Whoosh-thump, whoosh-thump, whoosh-thump, whoosh-thump — four more Phantoms leapt into the bright sky, wheeled into formation and banked through a wisp of a cloud toward the mainland.

A supremely calm, dulcet-toned voice came over the primary tactical radio circuit from the carrier. “Elbow Room, this is Isolated Camera, immediate execute, nine turn, I say again, immediate execute, nine turn, stand by, execute, over.”

Lustig picked up the radio-telephone and said, “This is Elbow Room, roger, out.” Then he called to Carr, who was the helmsman: “Left standard rudder.”

Lustig’s order was carried off in the wind, and Carr turned to de Bovenkamp, who was sulking next to the radar repeater. “Mister Lustig said left, didn’t he?”

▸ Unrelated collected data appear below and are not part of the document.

//! Atomic counters tracking engine-wide activity (component I).

use std::sync::atomic::{AtomicU64, Ordering};

use serde::Serialize;

/// Thread-safe counters for the lifetime of a [`crate::manager::ResourceManager`].
///
/// Mirrors the teacher's `DownloadStats` pattern: private `increment_*`
/// bumpers used internally, public zero-argument readers for callers.
#[derive(Debug, Default)]
pub struct Metrics {
    requested: AtomicU64,
    download_began: AtomicU64,
    download_finished: AtomicU64,
    download_failed: AtomicU64,
    download_cancelled: AtomicU64,
    priority_raised: AtomicU64,
    priority_lowered: AtomicU64,
    cache_hits: AtomicU64,
    cache_misses: AtomicU64,
    retries: AtomicU64,
}

macro_rules! counter_accessors {
    ($field:ident, $inc:ident, $get:ident) => {
        pub(crate) fn $inc(&self) {
            self.$field.fetch_add(1, Ordering::SeqCst);
        }

        /// Current value of this counter.
        #[must_use]
        pub fn $get(&self) -> u64 {
            self.$field.load(Ordering::SeqCst)
        }
    };
}

impl Metrics {
    /// Builds a zeroed counter set.
    #[must_use]
    pub fn new() -> Self {
        Self::default()
    }

    counter_accessors!(requested, increment_requested, requested);
    counter_accessors!(download_began, increment_download_began, download_began);
    counter_accessors!(
        download_finished,
        increment_download_finished,
        download_finished
    );
    counter_accessors!(
        download_failed,
        increment_download_failed,
        download_failed
    );
    counter_accessors!(
        download_cancelled,
        increment_download_cancelled,
        download_cancelled
    );
    counter_accessors!(
        priority_raised,
        increment_priority_raised,
        priority_raised
    );
    counter_accessors!(
        priority_lowered,
        increment_priority_lowered,
        priority_lowered
    );
    counter_accessors!(cache_hits, increment_cache_hits, cache_hits);
    counter_accessors!(cache_misses, increment_cache_misses, cache_misses);
    counter_accessors!(retries, increment_retries, retries);

    /// Captures an immutable point-in-time copy of every counter.
    #[must_use]
    pub fn snapshot(&self) -> MetricsSnapshot {
        MetricsSnapshot {
            requested: self.requested(),
            download_began: self.download_began(),
            download_finished: self.download_finished(),
            download_failed: self.download_failed(),
            download_cancelled: self.download_cancelled(),
            priority_raised: self.priority_raised(),
            priority_lowered: self.priority_lowered(),
            cache_hits: self.cache_hits(),
            cache_misses: self.cache_misses(),
            retries: self.retries(),
        }
    }
}

/// A serializable point-in-time copy of [`Metrics`].
#[derive(Debug, Clone, Copy, Default, PartialEq, Eq, Serialize)]
pub struct MetricsSnapshot {
    pub requested: u64,
    pub download_began: u64,
    pub download_finished: u64,
    pub download_failed: u64,
    pub download_cancelled: u64,
    pub priority_raised: u64,
    pub priority_lowered: u64,
    pub cache_hits: u64,
    pub cache_misses: u64,
    pub retries: u64,
}
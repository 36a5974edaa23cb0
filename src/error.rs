//! Structured error taxonomy for the download engine.
//!
//! Every variant carries a human-readable message and a `Suggestion:` line,
//! following the What/Why/Fix pattern used across this codebase.

use thiserror::Error;

/// Top-level error union for the download engine.
#[derive(Debug, Clone, Error)]
pub enum DownloadError {
    /// Download Queue level failure.
    #[error(transparent)]
    Queue(#[from] QueueError),
    /// Processor level failure.
    #[error(transparent)]
    Processor(#[from] ProcessorError),
    /// Local cache manager failure.
    #[error(transparent)]
    Cache(#[from] CacheError),
    /// Transport/network failure.
    #[error(transparent)]
    Network(#[from] NetworkError),
    /// Filesystem failure during storage.
    #[error(transparent)]
    Filesystem(#[from] FilesystemError),
    /// Mirror selection failure.
    #[error(transparent)]
    Mirror(#[from] MirrorError),
}

impl DownloadError {
    /// Returns true if this error is a terminal cancellation (queue- or
    /// transport-level), which the Queue never retries.
    #[must_use]
    pub fn is_cancellation(&self) -> bool {
        matches!(
            self,
            Self::Queue(QueueError::Cancelled { .. }) | Self::Network(NetworkError::Cancelled)
        )
    }
}

/// Errors surfaced by the Download Queue.
#[derive(Debug, Clone, Error)]
pub enum QueueError {
    /// No registered, active processor can accept this downloadable.
    #[error(
        "no processor available for download '{id}'\n  Suggestion: register a processor that supports this downloadable's transport"
    )]
    NoProcessorAvailable {
        /// The task id that could not be dispatched.
        id: String,
    },

    /// The queue is not accepting new admissions.
    #[error("queue is inactive\n  Suggestion: call resume() before admitting downloads")]
    Inactive,

    /// The download was cancelled by the caller.
    #[error(
        "download '{id}' was cancelled\n  Suggestion: re-request the resource if it is still needed"
    )]
    Cancelled {
        /// The id of the cancelled task.
        id: String,
    },
}

/// Errors surfaced by a Download Processor.
#[derive(Debug, Clone, Error)]
pub enum ProcessorError {
    /// The processor cannot drive this downloadable's concrete transport.
    #[error(
        "processor cannot process this downloadable: {reason}\n  Suggestion: register a processor that supports this transport"
    )]
    CannotProcess {
        /// Why the processor declined the downloadable.
        reason: String,
    },

    /// The processor is paused.
    #[error(
        "processor is inactive\n  Suggestion: call resume() on the processor before dispatching work"
    )]
    Inactive,

    /// The download failed for a reason not covered by a more specific kind.
    #[error(
        "download failed: {reason}\n  Suggestion: check the mirror location and network connectivity"
    )]
    DownloadFailed {
        /// Unclassified failure reason.
        reason: String,
    },
}

/// Errors surfaced by the Local Cache Manager.
#[derive(Debug, Clone, Error)]
pub enum CacheError {
    /// The persisted record's file is missing on disk.
    #[error("cached file not found at '{path}'\n  Suggestion: re-download the resource")]
    FileNotFound {
        /// The missing path.
        path: String,
    },

    /// A file already exists at the computed destination path.
    #[error(
        "a file already exists at '{path}'\n  Suggestion: remove or rename the existing file"
    )]
    FileAlreadyExists {
        /// The conflicting path.
        path: String,
    },

    /// The cache directory tree denied the requested operation.
    #[error(
        "permission denied during {op}\n  Suggestion: check filesystem permissions for the cache directory"
    )]
    PermissionDenied {
        /// The operation that was denied (e.g. "store", "cleanup").
        op: String,
    },

    /// Any other persistence/storage failure (database or filesystem).
    #[error(
        "storage error: {reason}\n  Suggestion: check available disk space and directory permissions"
    )]
    StorageError {
        /// Underlying failure description.
        reason: String,
    },
}

impl From<sqlx::Error> for CacheError {
    fn from(err: sqlx::Error) -> Self {
        Self::StorageError {
            reason: err.to_string(),
        }
    }
}

/// Errors surfaced by the network transport.
#[derive(Debug, Clone, Error)]
pub enum NetworkError {
    /// The connection to the mirror could not be established.
    #[error("connection failed: {reason}\n  Suggestion: verify the mirror host is reachable")]
    ConnectionFailed {
        /// Underlying failure description.
        reason: String,
    },

    /// The operation exceeded its deadline.
    #[error("operation timed out: {op}\n  Suggestion: retry or increase the configured timeout")]
    Timeout {
        /// The operation that timed out (e.g. "connect", "read").
        op: String,
    },

    /// The transport reported a user- or queue-initiated cancellation.
    #[error("download was cancelled\n  Suggestion: re-request the resource if it is still needed")]
    Cancelled,

    /// The remote server returned an HTTP error status.
    #[error("server returned {code}: {reason}\n  Suggestion: {}", retry_hint(*code))]
    ServerError {
        /// HTTP status code.
        code: u16,
        /// Server-provided or synthesized reason phrase.
        reason: String,
    },

    /// No network path to any mirror is currently available.
    #[error("no network connection available\n  Suggestion: check connectivity and retry")]
    NoConnection,
}

impl NetworkError {
    /// Returns true for HTTP status codes this engine treats as transient.
    #[must_use]
    pub fn is_retriable(&self) -> bool {
        match self {
            Self::Timeout { .. } | Self::ConnectionFailed { .. } | Self::NoConnection => true,
            Self::ServerError { code, .. } => is_retriable_status(*code),
            Self::Cancelled => false,
        }
    }
}

/// Default retriable HTTP status codes (§9 Open Questions resolution).
#[must_use]
pub fn is_retriable_status(code: u16) -> bool {
    matches!(code, 408 | 429 | 500 | 502 | 503 | 504)
}

fn retry_hint(code: u16) -> &'static str {
    if is_retriable_status(code) {
        "this is transient; the mirror policy will retry or fail over"
    } else {
        "this mirror will not be retried for this status"
    }
}

/// Errors surfaced during filesystem operations backing storage moves.
#[derive(Debug, Clone, Error)]
pub enum FilesystemError {
    /// A required directory could not be created.
    #[error("cannot create directory '{path}'\n  Suggestion: check parent directory permissions")]
    CannotCreateDirectory {
        /// The directory path that failed to be created.
        path: String,
    },

    /// A file move (rename or copy+remove) failed.
    #[error(
        "cannot move file from '{from}' to '{to}'\n  Suggestion: check that the destination directory exists and is writable"
    )]
    CannotMove {
        /// Source path.
        from: String,
        /// Destination path.
        to: String,
    },

    /// The destination filesystem has no room for the file.
    #[error("insufficient disk space\n  Suggestion: free up space and retry")]
    InsufficientSpace,
}

/// Errors surfaced by the Mirror Policy.
#[derive(Debug, Clone, Error)]
pub enum MirrorError {
    /// The resource has no mirrors at all.
    #[error("resource '{resource_id}' has no mirrors\n  Suggestion: add at least one mirror to the resource")]
    NoMirrors {
        /// The resource id with no mirrors.
        resource_id: String,
    },

    /// Every mirror has exhausted its retry budget.
    #[error(
        "all mirrors exhausted for resource '{resource_id}'\n  Suggestion: add additional mirrors or raise the retry budget"
    )]
    AllExhausted {
        /// The resource id whose mirrors are all exhausted.
        resource_id: String,
    },
}

/// Maps a raw I/O error into the filesystem error taxonomy.
#[must_use]
pub fn classify_io_error(err: &std::io::Error, from: &str, to: &str) -> FilesystemError {
    match err.kind() {
        std::io::ErrorKind::StorageFull => FilesystemError::InsufficientSpace,
        std::io::ErrorKind::NotFound | std::io::ErrorKind::PermissionDenied => {
            FilesystemError::CannotMove {
                from: from.to_string(),
                to: to.to_string(),
            }
        }
        _ => FilesystemError::CannotMove {
            from: from.to_string(),
            to: to.to_string(),
        },
    }
}

/// Maps a `reqwest` transport error into the network error taxonomy.
#[must_use]
pub fn classify_reqwest_error(err: &reqwest::Error) -> NetworkError {
    if err.is_timeout() {
        return NetworkError::Timeout {
            op: "request".to_string(),
        };
    }
    if err.is_connect() {
        return NetworkError::ConnectionFailed {
            reason: err.to_string(),
        };
    }
    if let Some(status) = err.status() {
        return NetworkError::ServerError {
            code: status.as_u16(),
            reason: status
                .canonical_reason()
                .unwrap_or("unknown status")
                .to_string(),
        };
    }
    NetworkError::ConnectionFailed {
        reason: err.to_string(),
    }
}

#[cfg(test)]
mod tests {
    use super::*;

    #[test]
    fn test_retriable_status_codes() {
        for code in [408, 429, 500, 502, 503, 504] {
            assert!(is_retriable_status(code), "{code} should be retriable");
        }
        for code in [400, 401, 403, 404, 410] {
            assert!(!is_retriable_status(code), "{code} should not be retriable");
        }
    }

    #[test]
    fn test_network_error_is_retriable() {
        assert!(NetworkError::Timeout { op: "connect".into() }.is_retriable());
        assert!(
            NetworkError::ServerError {
                code: 503,
                reason: "unavailable".into()
            }
            .is_retriable()
        );
        assert!(
            !NetworkError::ServerError {
                code: 404,
                reason: "not found".into()
            }
            .is_retriable()
        );
        assert!(!NetworkError::Cancelled.is_retriable());
    }

    #[test]
    fn test_download_error_is_cancellation() {
        let cancelled = DownloadError::Network(NetworkError::Cancelled);
        assert!(cancelled.is_cancellation());
        let queue_cancelled = DownloadError::Queue(QueueError::Cancelled { id: "r1".into() });
        assert!(queue_cancelled.is_cancellation());
        let other = DownloadError::Mirror(MirrorError::AllExhausted {
            resource_id: "r1".into(),
        });
        assert!(!other.is_cancellation());
    }

    #[test]
    fn test_error_messages_contain_suggestion() {
        let err = CacheError::FileNotFound {
            path: "/tmp/x".into(),
        };
        assert!(err.to_string().contains("Suggestion:"));
    }
}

Preoccupied with trying to catch the Captain’s eye, de Bovenkamp nodded, and Carr spun the rudder over and brought the Ebersole round ninety degrees to the left, a maneuver that put the destroyer a thousand yards ahead of the carrier. The wind immediately died down.

“Why’d the carrier change course?” the Captain asked.

“Her Foxtrot flag’s dipped, Captain,” Lustig explained. “She’s still got a flight of Phantoms to recover but they’re not due in for another few minutes. She’ll turn back into the wind when they show up.”

Jones sat back in the captain’s chair on the starboard wing of the bridge and beckoned to the Executive Officer, who had just come topside. “All right, XO, now fill me in on what Filmore’s up to, eh?”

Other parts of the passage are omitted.